Le demandeur invoque, à l'appui de son pourvoi, le moyen unique de cassation annexé au présent arrêt.
Le dossier a été communiqué au procureur général.
Sur le rapport de M. Sornay, conseiller, les observations de Me Isabelle Galy, avocat de M. [P], de la SCP Gatineau, Fattaccini et Rebeyrol, avocat de la Société française du radiotéléphone, après débats en l'audience publique du 14 décembre 2022 où étaient présents Mme Monge, conseiller doyen faisant fonction de président, M. Sornay, conseiller rapporteur, Mme Cavrois, conseiller, et Mme Aubac, greffier de chambre,
la chambre sociale de la Cour de cassation, composée des président et conseillers précités, après en avoir délibéré conformément à la loi, a rendu le présent arrêt.
Faits et procédure
1. Selon l'arrêt attaqué (Paris, 10 mars 2021), M. [P] a été engagé le 1er octobre 2006 par la Société française du radiotéléphone (la société) en qualité d'ingénieur grands comptes.

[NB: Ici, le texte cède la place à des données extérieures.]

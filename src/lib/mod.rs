//! Hierarchical parameter store as a source of environment variables.
//!
//! This library reads parameters under a path to build a process environment,
//! prints them, writes them, and replaces the contents of a path so that it
//! matches a desired set. Writes are reconciled against the store: parameters
//! whose type and value already match are left alone, so repeated runs are
//! idempotent.
//!
//! # Features
//!
//! - **Restricted grammar**: names and paths are validated before any remote call
//! - **Reversible quoting**: values with quotes or control characters round-trip
//!   through `name[@]=value` expressions as JSON string literals
//! - **Bounded concurrency**: remote calls run in parallel under a fixed ceiling,
//!   and the first failure cancels work that has not started yet
//! - **Optional tracing**: Detailed logging when the `tracing` feature is enabled
//!
//! # Example
//!
//! ```rust,no_run
//! use std::sync::Arc;
//! use ssmenv::command;
//! use ssmenv::remote::{Remote, RemoteOptions};
//! use ssmenv::store::LocalStore;
//! use ssmenv::sync::ActivityLog;
//!
//! # async fn run() -> ssmenv::error::Result<()> {
//! let store = LocalStore::open(".ssmenv.json")?;
//! let remote = Remote::new(Arc::new(store), RemoteOptions::default());
//! let log = ActivityLog::new(std::io::stdout());
//!
//! command::set(&log, &remote, "/app", &["password@=pwd".to_string()]).await?;
//! # Ok(())
//! # }
//! ```

pub mod command;
pub mod error;
pub mod executor;
pub mod name;
pub mod parse;
pub mod remote;
pub mod store;
pub mod sync;
#![allow(dead_code)]

use std::collections::HashSet;
use std::io::Write;
use std::sync::atomic::{AtomicUsize, Ordering};
use std::sync::{Arc, Mutex};
use std::time::Duration;

use async_trait::async_trait;
use ssmenv::remote::{Remote, RemoteOptions};
use ssmenv::store::{
  LocalStore, Page, Parameter, ParameterKind, ParameterMetadata, ParameterStore, StoreError,
};
use ssmenv::sync::ActivityLog;

/// A [`LocalStore`] that counts calls, tracks how many are in flight, and can
/// be told to slow down or fail on particular names.
#[derive(Default)]
pub struct StubStore {
  inner: LocalStore,
  latency: Option<Duration>,
  failing: HashSet<String>,
  in_flight: AtomicUsize,
  pub peak_in_flight: AtomicUsize,
  pub puts: AtomicUsize,
  pub deletes: AtomicUsize,
  pub reads: AtomicUsize,
}

impl StubStore {
  pub fn new(parameters: Vec<Parameter>) -> Self {
    Self {
      inner: LocalStore::with_parameters(parameters),
      ..Self::default()
    }
  }

  pub fn with_latency(mut self, latency: Duration) -> Self {
    self.latency = Some(latency);
    self
  }

  /// Puts and deletes of `name` fail with [`StoreError::Rejected`].
  pub fn failing_on(mut self, name: &str) -> Self {
    self.failing.insert(name.to_string());
    self
  }

  pub fn parameters(&self) -> Vec<Parameter> {
    self.inner.parameters()
  }

  pub fn mutations(&self) -> usize {
    self.puts.load(Ordering::SeqCst) + self.deletes.load(Ordering::SeqCst)
  }

  async fn enter(&self) -> InFlight<'_> {
    let now = self.in_flight.fetch_add(1, Ordering::SeqCst) + 1;
    self.peak_in_flight.fetch_max(now, Ordering::SeqCst);
    if let Some(latency) = self.latency {
      tokio::time::sleep(latency).await;
    }
    InFlight(&self.in_flight)
  }

  fn check(&self, name: &str) -> Result<(), StoreError> {
    if self.failing.contains(name) {
      Err(StoreError::Rejected(name.to_string()))
    } else {
      Ok(())
    }
  }
}

struct InFlight<'a>(&'a AtomicUsize);

impl Drop for InFlight<'_> {
  fn drop(&mut self) {
    self.0.fetch_sub(1, Ordering::SeqCst);
  }
}

#[async_trait]
impl ParameterStore for StubStore {
  async fn get_parameters_by_path(
    &self,
    path: &str,
    recursive: bool,
    page_token: Option<String>,
  ) -> Result<Page<Parameter>, StoreError> {
    let _guard = self.enter().await;
    self.reads.fetch_add(1, Ordering::SeqCst);
    self
      .inner
      .get_parameters_by_path(path, recursive, page_token)
      .await
  }

  async fn describe_parameters(
    &self,
    paths: &[String],
    recursive: bool,
    page_token: Option<String>,
  ) -> Result<Page<ParameterMetadata>, StoreError> {
    let _guard = self.enter().await;
    self.reads.fetch_add(1, Ordering::SeqCst);
    self
      .inner
      .describe_parameters(paths, recursive, page_token)
      .await
  }

  async fn get_parameters(&self, names: &[String]) -> Result<Vec<Parameter>, StoreError> {
    let _guard = self.enter().await;
    self.reads.fetch_add(1, Ordering::SeqCst);
    self.inner.get_parameters(names).await
  }

  async fn get_parameter(&self, name: &str) -> Result<Parameter, StoreError> {
    let _guard = self.enter().await;
    self.reads.fetch_add(1, Ordering::SeqCst);
    self.inner.get_parameter(name).await
  }

  async fn put_parameter(&self, parameter: &Parameter) -> Result<(), StoreError> {
    let _guard = self.enter().await;
    self.check(&parameter.name)?;
    self.puts.fetch_add(1, Ordering::SeqCst);
    self.inner.put_parameter(parameter).await
  }

  async fn delete_parameter(&self, name: &str) -> Result<(), StoreError> {
    let _guard = self.enter().await;
    self.check(name)?;
    self.deletes.fetch_add(1, Ordering::SeqCst);
    self.inner.delete_parameter(name).await
  }
}

/// Captures activity log output.
#[derive(Clone, Default)]
pub struct Output(Arc<Mutex<Vec<u8>>>);

impl Write for Output {
  fn write(&mut self, buf: &[u8]) -> std::io::Result<usize> {
    self.0.lock().unwrap().write(buf)
  }

  fn flush(&mut self) -> std::io::Result<()> {
    Ok(())
  }
}

impl Output {
  pub fn log(&self) -> ActivityLog {
    ActivityLog::new(self.clone())
  }

  /// Lines in sorted order, since completion order is not deterministic.
  pub fn sorted_lines(&self) -> Vec<String> {
    let content = String::from_utf8(self.0.lock().unwrap().clone()).unwrap();
    let mut lines: Vec<String> = content.lines().map(str::to_string).collect();
    lines.sort();
    lines
  }

  pub fn take(&self) -> Vec<String> {
    let lines = self.sorted_lines();
    self.0.lock().unwrap().clear();
    lines
  }
}

pub fn remote(store: &Arc<StubStore>, concurrency: usize) -> Remote {
  Remote::new(store.clone(), RemoteOptions { concurrency })
}

pub fn plain(name: &str, value: &str) -> Parameter {
  Parameter::new(name, ParameterKind::Plain, value)
}

pub fn secret(name: &str, value: &str) -> Parameter {
  Parameter::new(name, ParameterKind::Secret, value)
}

pub fn strings(values: &[&str]) -> Vec<String> {
  values.iter().map(|value| value.to_string()).collect()
}

pub fn sorted(mut lines: Vec<&str>) -> Vec<String> {
  lines.sort();
  lines.into_iter().map(str::to_string).collect()
}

2. Ayant démissionné le 13 mai 2016, il a saisi le 20 décembre 2016 la juridiction prud'homale d'une demande en paiement de diverses sommes à titre de rappel de salaire pour heures supplémentaires, d'indemnité pour repos compensateur non pris et d'indemnité pour travail dissimulé.
Examen du moyen
Sur le moyen, pris en sa première branche
Enoncé du moyen
3. Le salarié fait grief à l'arrêt de le débouter de sa demande en paiement d'heures supplémentaires, repos compensateur et indemnité forfaitaire pour travail dissimulé, alors « qu'en cas de litige relatif à l'existence ou au nombre d'heures de travail accomplies, il appartient au salarié de présenter, à l'appui de sa demande, des éléments suffisamment précis quant aux heures non rémunérées qu'il prétend avoir accomplies afin de permettre à l'employeur d'y répondre utilement en produisant ses propres éléments ; que la cour d'appel a constaté que le salarié versait aux débats des éléments laissant présumer qu'il avait effectué des heures supplémentaires ; qu'en retenant, pour le débouter de sa demande, que les attestations qu'il produisait était imprécises et ne permettaient pas de corroborer son tableau, qu'il ne produisait pas d'agenda permettant de déterminer ses rendez-vous et qu'il ne versait pas aux débats systématiquement le premier mail du matin et le dernier de la journée de sorte qu'il ne démontrait pas l'amplitude de l'horaire effectué, quand l'employeur ne produisait aucun élément de nature à justifier les horaires effectivement réalisés par l'intéressé, la cour d'appel, qui a fait peser la charge de la preuve sur le seul salarié, a violé l'article L. 3171-4 du code du travail. »
Réponse de la Cour
Vu l'article L. 3171-4 du code du travail :
4. Aux termes de l'article L. 3171-2, alinéa 1er, du code du travail, lorsque tous les salariés occupés dans un service ou un atelier ne travaillent pas selon le même horaire collectif, l'employeur établit les documents nécessaires au décompte de la durée de travail, des repos compensateurs acquis et de leur prise effective, pour chacun des salariés concernés. Selon l'article L. 3171-3 du même code, dans sa rédaction antérieure à celle issue de la loi n° 2016-1088 du 8 août 2016, l'employeur tient à la disposition de l'inspecteur ou du contrôleur du travail les documents permettant de comptabiliser le temps de travail accompli par chaque salarié. La nature des documents et la durée pendant laquelle ils sont tenus à disposition sont déterminées par voie réglementaire.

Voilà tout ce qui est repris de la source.